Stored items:
____________________
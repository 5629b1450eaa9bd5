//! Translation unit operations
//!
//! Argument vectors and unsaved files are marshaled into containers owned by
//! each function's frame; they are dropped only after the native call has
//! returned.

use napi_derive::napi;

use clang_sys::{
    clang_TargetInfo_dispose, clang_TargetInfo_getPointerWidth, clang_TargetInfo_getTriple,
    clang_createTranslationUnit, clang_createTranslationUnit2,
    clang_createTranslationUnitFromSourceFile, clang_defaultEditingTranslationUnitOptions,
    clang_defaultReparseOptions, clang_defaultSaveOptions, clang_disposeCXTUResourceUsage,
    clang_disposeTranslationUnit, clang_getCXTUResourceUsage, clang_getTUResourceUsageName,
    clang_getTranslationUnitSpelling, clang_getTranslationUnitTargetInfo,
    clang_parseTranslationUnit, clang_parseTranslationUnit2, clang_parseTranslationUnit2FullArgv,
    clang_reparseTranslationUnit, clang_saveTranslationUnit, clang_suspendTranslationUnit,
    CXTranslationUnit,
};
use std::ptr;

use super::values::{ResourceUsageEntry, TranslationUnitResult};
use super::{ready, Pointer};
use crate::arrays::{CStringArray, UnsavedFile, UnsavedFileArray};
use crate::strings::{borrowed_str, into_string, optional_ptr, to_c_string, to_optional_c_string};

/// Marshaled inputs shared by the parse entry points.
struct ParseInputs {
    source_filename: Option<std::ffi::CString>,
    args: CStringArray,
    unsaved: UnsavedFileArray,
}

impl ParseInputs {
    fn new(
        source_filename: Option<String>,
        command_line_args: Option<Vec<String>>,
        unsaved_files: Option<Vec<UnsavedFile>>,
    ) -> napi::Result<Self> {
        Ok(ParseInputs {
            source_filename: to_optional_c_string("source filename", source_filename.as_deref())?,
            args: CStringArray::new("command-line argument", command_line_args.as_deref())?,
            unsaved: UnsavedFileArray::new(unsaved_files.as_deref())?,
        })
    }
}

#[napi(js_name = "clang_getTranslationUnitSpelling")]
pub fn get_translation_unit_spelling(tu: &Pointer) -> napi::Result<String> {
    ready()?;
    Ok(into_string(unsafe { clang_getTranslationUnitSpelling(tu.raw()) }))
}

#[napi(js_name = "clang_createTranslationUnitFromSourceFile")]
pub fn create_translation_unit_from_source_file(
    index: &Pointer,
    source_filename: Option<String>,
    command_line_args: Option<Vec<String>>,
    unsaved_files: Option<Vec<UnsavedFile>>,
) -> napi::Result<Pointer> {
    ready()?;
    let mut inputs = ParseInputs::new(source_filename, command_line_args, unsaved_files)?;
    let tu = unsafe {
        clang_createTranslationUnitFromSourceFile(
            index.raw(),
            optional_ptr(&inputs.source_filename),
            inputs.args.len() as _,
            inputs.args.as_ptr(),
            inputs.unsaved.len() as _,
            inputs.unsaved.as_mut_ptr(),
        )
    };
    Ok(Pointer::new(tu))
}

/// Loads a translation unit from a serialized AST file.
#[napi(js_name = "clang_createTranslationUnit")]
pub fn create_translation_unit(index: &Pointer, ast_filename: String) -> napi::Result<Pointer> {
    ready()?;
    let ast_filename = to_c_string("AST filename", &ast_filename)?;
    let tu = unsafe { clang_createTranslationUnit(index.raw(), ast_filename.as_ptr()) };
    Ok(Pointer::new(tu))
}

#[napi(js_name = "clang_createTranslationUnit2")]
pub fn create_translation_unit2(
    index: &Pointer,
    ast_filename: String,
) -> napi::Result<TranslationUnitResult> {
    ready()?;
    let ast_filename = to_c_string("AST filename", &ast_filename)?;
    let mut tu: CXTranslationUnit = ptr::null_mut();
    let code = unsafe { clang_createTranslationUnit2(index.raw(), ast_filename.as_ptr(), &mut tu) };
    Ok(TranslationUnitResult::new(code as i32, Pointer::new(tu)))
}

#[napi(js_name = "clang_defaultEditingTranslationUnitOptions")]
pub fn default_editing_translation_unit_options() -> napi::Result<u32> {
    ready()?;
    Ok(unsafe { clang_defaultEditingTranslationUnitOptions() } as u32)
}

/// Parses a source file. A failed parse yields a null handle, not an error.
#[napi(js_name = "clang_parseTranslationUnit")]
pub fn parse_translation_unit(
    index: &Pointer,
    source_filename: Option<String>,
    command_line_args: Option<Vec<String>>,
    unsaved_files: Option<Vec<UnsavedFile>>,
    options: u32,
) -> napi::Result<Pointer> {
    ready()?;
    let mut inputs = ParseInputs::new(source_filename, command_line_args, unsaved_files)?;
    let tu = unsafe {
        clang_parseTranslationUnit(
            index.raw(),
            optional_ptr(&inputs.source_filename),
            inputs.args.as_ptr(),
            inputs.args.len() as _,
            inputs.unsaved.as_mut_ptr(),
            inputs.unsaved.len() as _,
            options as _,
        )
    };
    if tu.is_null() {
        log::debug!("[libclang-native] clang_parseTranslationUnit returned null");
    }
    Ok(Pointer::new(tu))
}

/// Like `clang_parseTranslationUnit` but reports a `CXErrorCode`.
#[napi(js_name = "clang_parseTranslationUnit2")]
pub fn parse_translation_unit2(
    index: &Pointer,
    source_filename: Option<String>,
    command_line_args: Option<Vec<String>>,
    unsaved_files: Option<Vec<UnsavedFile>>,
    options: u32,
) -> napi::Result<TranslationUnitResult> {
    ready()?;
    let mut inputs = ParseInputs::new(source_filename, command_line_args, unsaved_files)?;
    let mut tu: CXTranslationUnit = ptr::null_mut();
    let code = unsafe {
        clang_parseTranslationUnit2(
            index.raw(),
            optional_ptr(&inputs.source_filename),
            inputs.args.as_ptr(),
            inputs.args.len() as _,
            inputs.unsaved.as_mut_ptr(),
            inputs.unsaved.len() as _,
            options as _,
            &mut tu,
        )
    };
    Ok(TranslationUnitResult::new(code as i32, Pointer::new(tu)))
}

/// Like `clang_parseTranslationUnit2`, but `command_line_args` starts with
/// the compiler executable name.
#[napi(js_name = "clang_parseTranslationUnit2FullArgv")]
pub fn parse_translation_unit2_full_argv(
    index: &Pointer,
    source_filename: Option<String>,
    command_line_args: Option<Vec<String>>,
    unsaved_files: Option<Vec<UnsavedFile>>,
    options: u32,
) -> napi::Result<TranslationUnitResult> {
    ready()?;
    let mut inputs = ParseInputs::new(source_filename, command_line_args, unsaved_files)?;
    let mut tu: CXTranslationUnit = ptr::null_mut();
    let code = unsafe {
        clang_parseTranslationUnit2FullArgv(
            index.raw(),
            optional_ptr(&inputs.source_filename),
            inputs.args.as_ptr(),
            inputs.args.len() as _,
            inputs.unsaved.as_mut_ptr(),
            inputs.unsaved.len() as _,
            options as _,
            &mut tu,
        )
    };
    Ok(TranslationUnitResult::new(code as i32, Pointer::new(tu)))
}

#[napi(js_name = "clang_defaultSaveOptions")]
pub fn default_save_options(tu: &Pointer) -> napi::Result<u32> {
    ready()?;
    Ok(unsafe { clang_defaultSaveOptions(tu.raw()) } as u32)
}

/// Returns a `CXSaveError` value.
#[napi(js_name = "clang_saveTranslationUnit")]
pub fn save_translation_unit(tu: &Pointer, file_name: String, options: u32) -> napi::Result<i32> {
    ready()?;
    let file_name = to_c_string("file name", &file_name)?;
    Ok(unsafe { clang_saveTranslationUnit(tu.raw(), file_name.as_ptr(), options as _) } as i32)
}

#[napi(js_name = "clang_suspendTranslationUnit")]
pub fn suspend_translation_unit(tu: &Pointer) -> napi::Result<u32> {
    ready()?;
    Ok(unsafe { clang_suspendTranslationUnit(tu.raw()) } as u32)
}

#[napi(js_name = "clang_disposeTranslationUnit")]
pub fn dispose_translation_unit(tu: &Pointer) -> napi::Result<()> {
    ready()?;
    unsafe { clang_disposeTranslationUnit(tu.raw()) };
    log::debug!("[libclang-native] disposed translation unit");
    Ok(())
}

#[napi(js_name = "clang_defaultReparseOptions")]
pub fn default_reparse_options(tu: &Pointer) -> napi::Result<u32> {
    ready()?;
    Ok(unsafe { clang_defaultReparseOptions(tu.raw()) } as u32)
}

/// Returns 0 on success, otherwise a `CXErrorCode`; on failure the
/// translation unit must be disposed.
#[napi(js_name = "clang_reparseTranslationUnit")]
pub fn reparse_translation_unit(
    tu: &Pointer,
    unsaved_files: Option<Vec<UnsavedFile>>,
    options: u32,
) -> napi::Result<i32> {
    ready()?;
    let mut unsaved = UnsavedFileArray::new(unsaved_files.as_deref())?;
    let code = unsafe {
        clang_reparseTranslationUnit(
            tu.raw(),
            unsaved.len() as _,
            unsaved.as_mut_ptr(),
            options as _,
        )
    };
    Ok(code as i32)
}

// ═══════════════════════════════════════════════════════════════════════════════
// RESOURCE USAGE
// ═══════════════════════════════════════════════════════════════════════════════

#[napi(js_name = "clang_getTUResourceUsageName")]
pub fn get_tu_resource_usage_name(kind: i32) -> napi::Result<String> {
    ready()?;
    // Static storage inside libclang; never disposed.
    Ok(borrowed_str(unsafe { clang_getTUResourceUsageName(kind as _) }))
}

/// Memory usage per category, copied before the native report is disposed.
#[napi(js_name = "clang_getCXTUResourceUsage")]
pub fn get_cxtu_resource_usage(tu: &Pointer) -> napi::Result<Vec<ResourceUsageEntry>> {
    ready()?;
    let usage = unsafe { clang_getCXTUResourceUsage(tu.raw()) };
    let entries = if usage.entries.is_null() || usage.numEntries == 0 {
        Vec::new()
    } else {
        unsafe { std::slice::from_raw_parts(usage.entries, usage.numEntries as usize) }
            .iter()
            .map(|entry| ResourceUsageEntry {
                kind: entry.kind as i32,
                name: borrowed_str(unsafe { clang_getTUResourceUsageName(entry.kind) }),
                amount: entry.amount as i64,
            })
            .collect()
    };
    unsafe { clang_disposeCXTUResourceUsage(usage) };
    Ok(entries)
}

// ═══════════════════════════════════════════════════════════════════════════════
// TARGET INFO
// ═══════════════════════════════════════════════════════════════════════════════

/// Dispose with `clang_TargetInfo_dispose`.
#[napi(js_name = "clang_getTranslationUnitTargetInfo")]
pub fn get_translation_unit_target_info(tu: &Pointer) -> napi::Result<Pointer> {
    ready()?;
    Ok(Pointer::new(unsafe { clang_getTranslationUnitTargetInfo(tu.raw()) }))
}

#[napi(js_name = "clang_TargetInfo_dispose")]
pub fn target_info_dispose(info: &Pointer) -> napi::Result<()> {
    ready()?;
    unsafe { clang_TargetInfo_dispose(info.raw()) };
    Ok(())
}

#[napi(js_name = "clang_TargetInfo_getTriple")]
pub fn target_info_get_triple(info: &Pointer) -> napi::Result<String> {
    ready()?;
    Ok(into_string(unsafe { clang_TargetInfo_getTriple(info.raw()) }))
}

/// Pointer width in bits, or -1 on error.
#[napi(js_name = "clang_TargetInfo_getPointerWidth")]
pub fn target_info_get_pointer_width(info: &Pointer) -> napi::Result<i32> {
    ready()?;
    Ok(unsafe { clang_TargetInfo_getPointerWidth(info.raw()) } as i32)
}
____________________
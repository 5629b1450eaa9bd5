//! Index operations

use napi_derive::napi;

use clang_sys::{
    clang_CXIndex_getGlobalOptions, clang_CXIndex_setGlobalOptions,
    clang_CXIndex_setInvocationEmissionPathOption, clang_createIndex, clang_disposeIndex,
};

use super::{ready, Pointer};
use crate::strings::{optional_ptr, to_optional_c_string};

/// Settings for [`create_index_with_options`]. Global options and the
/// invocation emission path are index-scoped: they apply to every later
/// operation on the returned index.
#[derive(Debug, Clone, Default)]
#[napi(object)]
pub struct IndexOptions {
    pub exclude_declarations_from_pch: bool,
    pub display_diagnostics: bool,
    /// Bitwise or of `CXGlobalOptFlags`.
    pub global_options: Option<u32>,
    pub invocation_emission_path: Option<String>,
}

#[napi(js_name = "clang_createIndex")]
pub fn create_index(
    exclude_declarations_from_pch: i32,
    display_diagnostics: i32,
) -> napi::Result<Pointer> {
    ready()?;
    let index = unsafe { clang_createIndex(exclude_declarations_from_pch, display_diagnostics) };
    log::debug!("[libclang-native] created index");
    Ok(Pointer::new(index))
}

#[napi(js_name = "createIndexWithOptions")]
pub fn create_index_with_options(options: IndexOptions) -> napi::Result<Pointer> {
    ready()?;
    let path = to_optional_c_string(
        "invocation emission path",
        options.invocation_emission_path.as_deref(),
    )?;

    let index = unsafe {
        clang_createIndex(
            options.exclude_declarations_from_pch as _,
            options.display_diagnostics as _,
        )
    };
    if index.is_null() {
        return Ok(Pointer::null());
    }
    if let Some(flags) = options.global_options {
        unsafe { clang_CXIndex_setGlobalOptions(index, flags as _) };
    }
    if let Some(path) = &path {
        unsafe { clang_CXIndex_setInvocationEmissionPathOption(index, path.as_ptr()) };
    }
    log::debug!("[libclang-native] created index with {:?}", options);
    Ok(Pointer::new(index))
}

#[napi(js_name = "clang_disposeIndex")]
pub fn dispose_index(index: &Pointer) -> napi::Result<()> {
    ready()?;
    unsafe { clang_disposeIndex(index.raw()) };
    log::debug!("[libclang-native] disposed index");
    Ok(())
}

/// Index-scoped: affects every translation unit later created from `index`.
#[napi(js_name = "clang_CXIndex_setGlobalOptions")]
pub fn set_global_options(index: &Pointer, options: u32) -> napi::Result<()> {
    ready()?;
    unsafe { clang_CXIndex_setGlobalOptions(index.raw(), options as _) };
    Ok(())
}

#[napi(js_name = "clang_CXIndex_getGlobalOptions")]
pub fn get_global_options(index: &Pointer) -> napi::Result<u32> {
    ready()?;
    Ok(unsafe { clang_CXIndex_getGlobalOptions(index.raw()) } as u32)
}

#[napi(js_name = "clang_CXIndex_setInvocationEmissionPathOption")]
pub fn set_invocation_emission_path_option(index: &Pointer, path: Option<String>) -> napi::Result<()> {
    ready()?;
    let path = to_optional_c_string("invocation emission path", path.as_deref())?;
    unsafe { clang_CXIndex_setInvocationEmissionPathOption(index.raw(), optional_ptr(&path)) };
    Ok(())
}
____________________
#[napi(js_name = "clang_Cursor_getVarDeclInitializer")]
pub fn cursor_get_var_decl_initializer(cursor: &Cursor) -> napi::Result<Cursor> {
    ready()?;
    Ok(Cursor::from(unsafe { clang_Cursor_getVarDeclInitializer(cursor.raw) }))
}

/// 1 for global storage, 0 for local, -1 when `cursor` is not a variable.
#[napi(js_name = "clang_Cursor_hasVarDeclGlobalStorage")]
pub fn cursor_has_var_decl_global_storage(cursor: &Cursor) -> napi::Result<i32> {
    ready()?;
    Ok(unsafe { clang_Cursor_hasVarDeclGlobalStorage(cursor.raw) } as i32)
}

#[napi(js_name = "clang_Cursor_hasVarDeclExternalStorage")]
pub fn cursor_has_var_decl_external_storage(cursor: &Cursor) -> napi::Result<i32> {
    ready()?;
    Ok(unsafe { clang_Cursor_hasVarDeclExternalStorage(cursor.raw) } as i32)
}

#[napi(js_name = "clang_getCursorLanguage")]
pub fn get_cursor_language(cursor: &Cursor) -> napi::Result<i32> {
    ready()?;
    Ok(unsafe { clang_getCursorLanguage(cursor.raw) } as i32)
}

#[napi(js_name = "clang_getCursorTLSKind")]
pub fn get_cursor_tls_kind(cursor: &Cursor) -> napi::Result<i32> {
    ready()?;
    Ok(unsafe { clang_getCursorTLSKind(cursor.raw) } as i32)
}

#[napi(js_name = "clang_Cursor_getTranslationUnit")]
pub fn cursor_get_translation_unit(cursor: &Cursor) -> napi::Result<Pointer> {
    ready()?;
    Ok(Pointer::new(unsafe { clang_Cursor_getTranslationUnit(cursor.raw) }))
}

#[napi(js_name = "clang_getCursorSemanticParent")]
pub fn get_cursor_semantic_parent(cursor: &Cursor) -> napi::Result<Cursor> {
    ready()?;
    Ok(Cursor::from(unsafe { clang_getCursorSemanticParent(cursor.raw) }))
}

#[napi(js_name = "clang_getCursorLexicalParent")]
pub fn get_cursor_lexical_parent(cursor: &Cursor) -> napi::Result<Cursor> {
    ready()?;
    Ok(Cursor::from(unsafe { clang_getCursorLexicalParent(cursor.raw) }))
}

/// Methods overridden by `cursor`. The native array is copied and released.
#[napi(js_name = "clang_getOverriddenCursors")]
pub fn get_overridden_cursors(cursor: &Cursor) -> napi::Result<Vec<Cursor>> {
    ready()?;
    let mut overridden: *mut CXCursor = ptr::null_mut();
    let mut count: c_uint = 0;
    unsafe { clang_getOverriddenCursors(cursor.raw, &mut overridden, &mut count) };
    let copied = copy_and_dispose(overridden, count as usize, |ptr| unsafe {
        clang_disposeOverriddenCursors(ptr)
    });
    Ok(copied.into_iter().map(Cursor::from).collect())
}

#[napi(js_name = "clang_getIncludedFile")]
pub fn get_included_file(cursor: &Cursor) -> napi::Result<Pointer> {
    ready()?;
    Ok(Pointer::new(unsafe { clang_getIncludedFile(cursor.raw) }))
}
____________________
Which lines hold the word "usize"? Copy each of them from the records.

SOLVED PROBLEM
        unsafe { std::slice::from_raw_parts(usage.entries, usage.numEntries as usize) }
    let copied = copy_and_dispose(overridden, count as usize, |ptr| unsafe {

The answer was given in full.